48. Surprising League



「どう、して……なんで、そんな、姿に」


 トカゲ男の姿で、地面に膝をつき、刺された腹部を右手で抑えながらも、理里は手塩に問う。

 が、相手の態度は大地を覆う氷より冷たかった。


「それを教える義理はありません。あなたは紛れもない、敵なのですから。どこで誰がこの話を聞いているとも知れない」


 2つに割れた舌で唇を舐め、手塩は剣先を理里に向けた。


「しかし、私とて感慨深いものはあります。転生してからはじめて交戦し、そして一度は撤退を余儀なくされたあなたに、今ようやく止めを刺せる……この時を、どれだけ待ち望んだことか」


 天を仰いだ手塩の表情は計り知れない。だが、その低い声は、どことなく上ずっているようにも思えた。

 が。すぐさまその声は、元の堅牢な雰囲気に戻る。


「……とはいえ。怪物の思考というのは、とんと理解できませんね。
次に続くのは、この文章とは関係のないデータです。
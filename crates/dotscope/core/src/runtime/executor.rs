// Dotlanth
// Copyright (C) 2025 Synerthink

// This program is free software: you can redistribute it and/or modify
// it under the terms of the GNU Affero General Public License as published by
// the Free Software Foundation, either version 3 of the License, or
// (at your option) any later version.

// This program is distributed in the hope that it will be useful,
// but WITHOUT ANY WARRANTY; without even the implied warranty of
// MERCHANTABILITY or FITNESS FOR A PARTICULAR PURPOSE.  See the
// GNU Affero General Public License for more details.

// You should have received a copy of the GNU Affero General Public License
// along with this program.  If not, see <http://www.gnu.org/licenses/>.

//! Cooperative single-threaded executor driving unit tasks.

use std::collections::{HashMap, HashSet, VecDeque};
use std::sync::Arc;
use std::sync::atomic::{AtomicU64, Ordering};
use std::task::{Context, Poll};

use futures::future::BoxFuture;
use futures::task::{ArcWake, waker};
use parking_lot::Mutex;
use tracing::trace;

static NEXT_TASK_ID: AtomicU64 = AtomicU64::new(1);

#[derive(Debug, Clone, Copy, PartialEq, Eq, Hash, PartialOrd, Ord)]
pub struct TaskId(u64);

impl TaskId {
    fn next() -> Self {
        TaskId(NEXT_TASK_ID.fetch_add(1, Ordering::Relaxed))
    }
}

/// Aggregate execution statistics
#[derive(Debug, Clone, Default)]
pub struct ExecutionStats {
    /// Tasks handed to the executor
    pub spawned: usize,
    /// Tasks that ran to completion
    pub completed: usize,
    /// Tasks dropped before completion
    pub dropped: usize,
    /// Total number of polls
    pub polls: usize,
}

#[derive(Default)]
struct ReadyQueue {
    order: VecDeque<TaskId>,
    queued: HashSet<TaskId>,
}

impl ReadyQueue {
    fn push(&mut self, task_id: TaskId) {
        if self.queued.insert(task_id) {
            self.order.push_back(task_id);
        }
    }

    fn pop(&mut self) -> Option<TaskId> {
        let task_id = self.order.pop_front()?;
        self.queued.remove(&task_id);
        Some(task_id)
    }
}

/// Waker pushing its task back onto the ready queue.
struct TaskWaker {
    task_id: TaskId,
    ready: Arc<Mutex<ReadyQueue>>,
}

impl ArcWake for TaskWaker {
    fn wake_by_ref(arc_self: &Arc<Self>) {
        arc_self.ready.lock().push(arc_self.task_id);
    }
}

/// Executor polling boxed futures on the calling thread.
///
/// Tasks are only polled from [`Executor::poll_next`]; waking a task from
/// any thread merely re-queues it.
pub struct Executor {
    tasks: Mutex<HashMap<TaskId, BoxFuture<'static, ()>>>,
    ready: Arc<Mutex<ReadyQueue>>,
    stats: Mutex<ExecutionStats>,
}

impl Default for Executor {
    fn default() -> Self {
        Self::new()
    }
}

impl Executor {
    pub fn new() -> Self {
        Self {
            tasks: Mutex::new(HashMap::new()),
            ready: Arc::new(Mutex::new(ReadyQueue::default())),
            stats: Mutex::new(ExecutionStats::default()),
        }
    }

    pub fn spawn(&self, future: BoxFuture<'static, ()>) -> TaskId {
        let task_id = TaskId::next();
        self.tasks.lock().insert(task_id, future);
        self.ready.lock().push(task_id);
        self.stats.lock().spawned += 1;
        task_id
    }

    pub fn has_ready(&self) -> bool {
        !self.ready.lock().order.is_empty()
    }

    pub fn pending_tasks(&self) -> usize {
        self.tasks.lock().len()
    }

    /// Poll one ready task. Returns false if nothing was ready.
    pub fn poll_next(&self) -> bool {
        loop {
            let Some(task_id) = self.ready.lock().pop() else {
                return false;
            };
            // The task is taken out while polling so it can spawn or wake
            // without contending for the task table.
            let Some(mut task) = self.tasks.lock().remove(&task_id) else {
                continue;
            };
            let waker = waker(Arc::new(TaskWaker {
                task_id,
                ready: Arc::clone(&self.ready),
            }));
            let mut cx = Context::from_waker(&waker);
            self.stats.lock().polls += 1;
            match task.as_mut().poll(&mut cx) {
                Poll::Ready(()) => {
                    trace!("task {:?} completed", task_id);
                    self.stats.lock().completed += 1;
                }
                Poll::Pending => {
                    self.tasks.lock().insert(task_id, task);
                }
            }
            return true;
        }
    }

    /// Drop every remaining task.
    pub fn clear(&self) {
        let dropped: Vec<_> = self.tasks.lock().drain().map(|(_, task)| task).collect();
        self.stats.lock().dropped += dropped.len();
        *self.ready.lock() = ReadyQueue::default();
        drop(dropped);
    }

    pub fn stats(&self) -> ExecutionStats {
        self.stats.lock().clone()
    }
}
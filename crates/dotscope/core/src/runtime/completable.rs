// Dotlanth
// Copyright (C) 2025 Synerthink

// This program is free software: you can redistribute it and/or modify
// it under the terms of the GNU Affero General Public License as published by
// the Free Software Foundation, either version 3 of the License, or
// (at your option) any later version.

// This program is distributed in the hope that it will be useful,
// but WITHOUT ANY WARRANTY; without even the implied warranty of
// MERCHANTABILITY or FITNESS FOR A PARTICULAR PURPOSE.  See the
// GNU Affero General Public License for more details.

// You should have received a copy of the GNU Affero General Public License
// along with this program.  If not, see <http://www.gnu.org/licenses/>.

use std::sync::Arc;

use futures::channel::oneshot;
use futures::future::{self, BoxFuture, FutureExt};
use parking_lot::Mutex;

enum State<T> {
    Pending(Vec<oneshot::Sender<T>>),
    Done(T),
}

/// A value that is completed once and awaited by any number of waiters.
pub struct Completable<T> {
    state: Arc<Mutex<State<T>>>,
}

impl<T> Clone for Completable<T> {
    fn clone(&self) -> Self {
        Self {
            state: Arc::clone(&self.state),
        }
    }
}

impl<T: Clone + Send + 'static> Default for Completable<T> {
    fn default() -> Self {
        Self::new()
    }
}

impl<T: Clone + Send + 'static> Completable<T> {
    pub fn new() -> Self {
        Self {
            state: Arc::new(Mutex::new(State::Pending(Vec::new()))),
        }
    }

    /// Complete with `value`. Returns false if already completed.
    pub fn complete(&self, value: T) -> bool {
        let waiters = {
            let mut state = self.state.lock();
            match &mut *state {
                State::Done(_) => return false,
                State::Pending(waiters) => {
                    let waiters = std::mem::take(waiters);
                    *state = State::Done(value.clone());
                    waiters
                }
            }
        };
        for waiter in waiters {
            let _ = waiter.send(value.clone());
        }
        true
    }

    pub fn is_done(&self) -> bool {
        matches!(&*self.state.lock(), State::Done(_))
    }

    pub fn get(&self) -> Option<T> {
        match &*self.state.lock() {
            State::Done(value) => Some(value.clone()),
            State::Pending(_) => None,
        }
    }

    /// Resolves to the value, or `None` if every handle was dropped before
    /// completion.
    pub fn wait(&self) -> BoxFuture<'static, Option<T>> {
        let mut state = self.state.lock();
        match &mut *state {
            State::Done(value) => future::ready(Some(value.clone())).boxed(),
            State::Pending(waiters) => {
                let (tx, rx) = oneshot::channel();
                waiters.push(tx);
                rx.map(|r| r.ok()).boxed()
            }
        }
    }
}

#[cfg(test)]
mod tests {
    use super::*;

    #[test]
    fn test_complete_once() {
        let c = Completable::new();
        assert!(!c.is_done());
        assert!(c.complete(1));
        assert!(!c.complete(2));
        assert_eq!(c.get(), Some(1));
    }

    #[test]
    fn test_waiters_see_value() {
        let c = Completable::new();
        let early = c.wait();
        c.complete("done");
        let late = c.wait();
        assert_eq!(futures::executor::block_on(early), Some("done"));
        assert_eq!(futures::executor::block_on(late), Some("done"));
    }
}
これほどの、町一つを滅ぼす惨劇を引き起こしたキマイラを、なぜまもろうとする?」


 剣先が理里の顎を上げる。蜥蜴の下顎から紅い血がしたたり落ちた。

 しかし。理里の黄色い眼は、揺るがなかった。


「……家族だから、だよ」


 生気のない声。しかし。その声色には、しだいに力が籠もっていった。


「家族だからだよ! 生まれてからずっと一緒に過ごしてきた、血のつながった、かけがえのない、大切な妹だからだよ! 守りたいに決まってんだろ!」

「……愚かな」


 耳まで裂けた口で、手塩が蔑んだ。


「本当に理解しているのか? その妹は、この街のほぼ全ての人間を殺害した。絶対零度の凍気によって。柚葉市の人口13万5千人……そのほぼ全てを、たった1匹で殺し尽くしたのだぞ? その罪の重さを、わかって言っているのか」


「分からねえよ!」



 理里が、叫んだ。



「分からねえ。俺には分からねえよ。たったひとり殺しただけでも、俺は吐き気に襲われた。とんでもない罪悪感に襲われた。夜も眠れないくらいだった。何度もあの、崩れ落ちていくアリスタイオスを夢に見た。その13万5千倍の重みなんて、俺には想像できねえよ!


 ……だけどな」



 そこで、大きく息を吸う。



「あいつだって今、苦しんでるのは同じなんだ! 自分の中の化け物と、必死に戦って、抑えようとしてるんだ! 兄貴として……そこから解放してやりたいんだよ、俺はっ!

 つぐなう方法なんてのは、あとで考えればいい……でも、それが『死ぬ』ことだとは決して思わない! そもそも、『13万』と『1』じゃあ、つり合いが取れないだろうが!」


「……!」


 理里の言葉に、手塩は目を見開いた。それは、先ほど籠愛を叱ったときの言葉と、同じだったから。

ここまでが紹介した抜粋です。